▸ **GIVEN DATA**

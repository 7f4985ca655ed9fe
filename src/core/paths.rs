//! core::paths
//!
//! Centralized path routing for project locations.
//!
//! # Project Layout
//!
//! ```text
//! <root>/
//!   Javelin.toml            project descriptor
//!   README.md
//!   .gitignore              (when version control is enabled)
//!   src/
//!     module-info.java      module marker
//!     <package path>/<Driver>.java
//!   bin/                    compiler output
//!   docs/                   documentation output
//! ```
//!
//! **Hard rule:** no code outside this module joins `src`, `bin` or `docs`
//! onto a project root by hand.
//!
//! # Example
//!
//! ```
//! use javelin::core::paths::ProjectPaths;
//! use javelin::core::types::{DriverName, PackageName};
//! use std::path::PathBuf;
//!
//! let paths = ProjectPaths::new("/work/Foo");
//! let package = PackageName::new("com.acme").unwrap();
//! let driver = DriverName::new("Main").unwrap();
//!
//! assert_eq!(paths.bin_dir(), PathBuf::from("/work/Foo/bin"));
//! assert_eq!(
//!     paths.driver_source(&package, &driver),
//!     PathBuf::from("/work/Foo/src/com/acme/Main.java")
//! );
//! ```

use std::path::{Path, PathBuf};

use crate::core::types::{DriverName, PackageName};

/// File name of the project descriptor.
pub const DESCRIPTOR_FILE: &str = "Javelin.toml";

/// Source directory name.
pub const SRC_DIR: &str = "src";

/// Compiler output directory name.
pub const BIN_DIR: &str = "bin";

/// Documentation output directory name.
pub const DOCS_DIR: &str = "docs";

/// Module marker file name.
pub const MODULE_MARKER: &str = "module-info.java";

/// Path routing for a single project root.
#[derive(Debug, Clone, PartialEq, Eq)]
pub struct ProjectPaths {
    root: PathBuf,
}

impl ProjectPaths {
    /// Create paths for the project rooted at `root`.
    pub fn new(root: impl Into<PathBuf>) -> Self {
        Self { root: root.into() }
    }

    /// The project root directory.
    pub fn root(&self) -> &Path {
        &self.root
    }

    /// Base name of the root directory, if it has one.
    pub fn root_name(&self) -> Option<&str> {
        self.root.file_name().and_then(|n| n.to_str())
    }

    /// `<root>/Javelin.toml`
    pub fn descriptor(&self) -> PathBuf {
        self.root.join(DESCRIPTOR_FILE)
    }

    /// `<root>/src`
    pub fn src_dir(&self) -> PathBuf {
        self.root.join(SRC_DIR)
    }

    /// `<root>/bin`
    pub fn bin_dir(&self) -> PathBuf {
        self.root.join(BIN_DIR)
    }

    /// `<root>/docs`
    pub fn docs_dir(&self) -> PathBuf {
        self.root.join(DOCS_DIR)
    }

    /// `<root>/README.md`
    pub fn readme(&self) -> PathBuf {
        self.root.join("README.md")
    }

    /// `<root>/.gitignore`
    pub fn gitignore(&self) -> PathBuf {
        self.root.join(".gitignore")
    }

    /// `<root>/src/module-info.java`
    pub fn module_marker(&self) -> PathBuf {
        self.src_dir().join(MODULE_MARKER)
    }

    /// Folder of `package` under the source directory.
    pub fn package_dir(&self, package: &PackageName) -> PathBuf {
        package
            .segments()
            .fold(self.src_dir(), |dir, segment| dir.join(segment))
    }

    /// Source file of the driver class.
    pub fn driver_source(&self, package: &PackageName, driver: &DriverName) -> PathBuf {
        self.package_dir(package).join(driver.file_name())
    }
}

#[cfg(test)]
mod tests {
    use super::*;

    #[test]
    fn fixed_locations() {
        let paths = ProjectPaths::new("/p/Foo");
        assert_eq!(paths.descriptor(), PathBuf::from("/p/Foo/Javelin.toml"));
        assert_eq!(paths.src_dir(), PathBuf::from("/p/Foo/src"));
        assert_eq!(paths.docs_dir(), PathBuf::from("/p/Foo/docs"));
        assert_eq!(
            paths.module_marker(),
            PathBuf::from("/p/Foo/src/module-info.java")
        );
    }

    #[test]
    fn root_name_is_base_name() {
        assert_eq!(ProjectPaths::new("/p/Foo").root_name(), Some("Foo"));
        assert_eq!(ProjectPaths::new("/").root_name(), None);
    }

    #[test]
    fn single_segment_package() {
        let paths = ProjectPaths::new("/p/Foo");
        let package = PackageName::new("App").unwrap();
        let driver = DriverName::new("Main").unwrap();
        assert_eq!(
            paths.driver_source(&package, &driver),
            PathBuf::from("/p/Foo/src/App/Main.java")
        );
    }
}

▸ **WORK TO COMPLETE**
For this exercise, output all the data exactly as shown above.

▸ **OUTPUT OF THE TASK**
repository 7f4985ca655ed9fe
filename src/core/paths.rs
//! core::paths
//!
//! Centralized path routing for project locations.
//!
//! # Project Layout
//!
//! ```text
//! <root>/
//!   Javelin.toml            project descriptor
//!   README.md
//!   .gitignore              (when version control is enabled)
//!   src/
//!     module-info.java      module marker
//!     <package path>/<Driver>.java
//!   bin/                    compiler output
//!   docs/                   documentation output
//! ```
//!
//! **Hard rule:** no code outside this module joins `src`, `bin` or `docs`
//! onto a project root by hand.
//!
//! # Example
//!
//! ```
//! use javelin::core::paths::ProjectPaths;
//! use javelin::core::types::{DriverName, PackageName};
//! use std::path::PathBuf;
//!
//! let paths = ProjectPaths::new("/work/Foo");
//! let package = PackageName::new("com.acme").unwrap();
//! let driver = DriverName::new("Main").unwrap();
//!
//! assert_eq!(paths.bin_dir(), PathBuf::from("/work/Foo/bin"));
//! assert_eq!(
//!     paths.driver_source(&package, &driver),
//!     PathBuf::from("/work/Foo/src/com/acme/Main.java")
//! );
//! ```

use std::path::{Path, PathBuf};

use crate::core::types::{DriverName, PackageName};

/// File name of the project descriptor.
pub const DESCRIPTOR_FILE: &str = "Javelin.toml";

/// Source directory name.
pub const SRC_DIR: &str = "src";

/// Compiler output directory name.
pub const BIN_DIR: &str = "bin";

/// Documentation output directory name.
pub const DOCS_DIR: &str = "docs";

/// Module marker file name.
pub const MODULE_MARKER: &str = "module-info.java";

/// Path routing for a single project root.
#[derive(Debug, Clone, PartialEq, Eq)]
pub struct ProjectPaths {
    root: PathBuf,
}

impl ProjectPaths {
    /// Create paths for the project rooted at `root`.
    pub fn new(root: impl Into<PathBuf>) -> Self {
        Self { root: root.into() }
    }

    /// The project root directory.
    pub fn root(&self) -> &Path {
        &self.root
    }

    /// Base name of the root directory, if it has one.
    pub fn root_name(&self) -> Option<&str> {
        self.root.file_name().and_then(|n| n.to_str())
    }

    /// `<root>/Javelin.toml`
    pub fn descriptor(&self) -> PathBuf {
        self.root.join(DESCRIPTOR_FILE)
    }

    /// `<root>/src`
    pub fn src_dir(&self) -> PathBuf {
        self.root.join(SRC_DIR)
    }

    /// `<root>/bin`
    pub fn bin_dir(&self) -> PathBuf {
        self.root.join(BIN_DIR)
    }

    /// `<root>/docs`
    pub fn docs_dir(&self) -> PathBuf {
        self.root.join(DOCS_DIR)
    }

    /// `<root>/README.md`
    pub fn readme(&self) -> PathBuf {
        self.root.join("README.md")
    }

    /// `<root>/.gitignore`
    pub fn gitignore(&self) -> PathBuf {
        self.root.join(".gitignore")
    }

    /// `<root>/src/module-info.java`
    pub fn module_marker(&self) -> PathBuf {
        self.src_dir().join(MODULE_MARKER)
    }

    /// Folder of `package` under the source directory.
    pub fn package_dir(&self, package: &PackageName) -> PathBuf {
        package
            .segments()
            .fold(self.src_dir(), |dir, segment| dir.join(segment))
    }

    /// Source file of the driver class.
    pub fn driver_source(&self, package: &PackageName, driver: &DriverName) -> PathBuf {
        self.package_dir(package).join(driver.file_name())
    }
}

#[cfg(test)]
mod tests {
    use super::*;

    #[test]
    fn fixed_locations() {
        let paths = ProjectPaths::new("/p/Foo");
        assert_eq!(paths.descriptor(), PathBuf::from("/p/Foo/Javelin.toml"));
        assert_eq!(paths.src_dir(), PathBuf::from("/p/Foo/src"));
        assert_eq!(paths.docs_dir(), PathBuf::from("/p/Foo/docs"));
        assert_eq!(
            paths.module_marker(),
            PathBuf::from("/p/Foo/src/module-info.java")
        );
    }

    #[test]
    fn root_name_is_base_name() {
        assert_eq!(ProjectPaths::new("/p/Foo").root_name(), Some("Foo"));
        assert_eq!(ProjectPaths::new("/").root_name(), None);
    }

    #[test]
    fn single_segment_package() {
        let paths = ProjectPaths::new("/p/Foo");
        let package = PackageName::new("App").unwrap();
        let driver = DriverName::new("Main").unwrap();
        assert_eq!(
            paths.driver_source(&package, &driver),
            PathBuf::from("/p/Foo/src/App/Main.java")
        );
    }
}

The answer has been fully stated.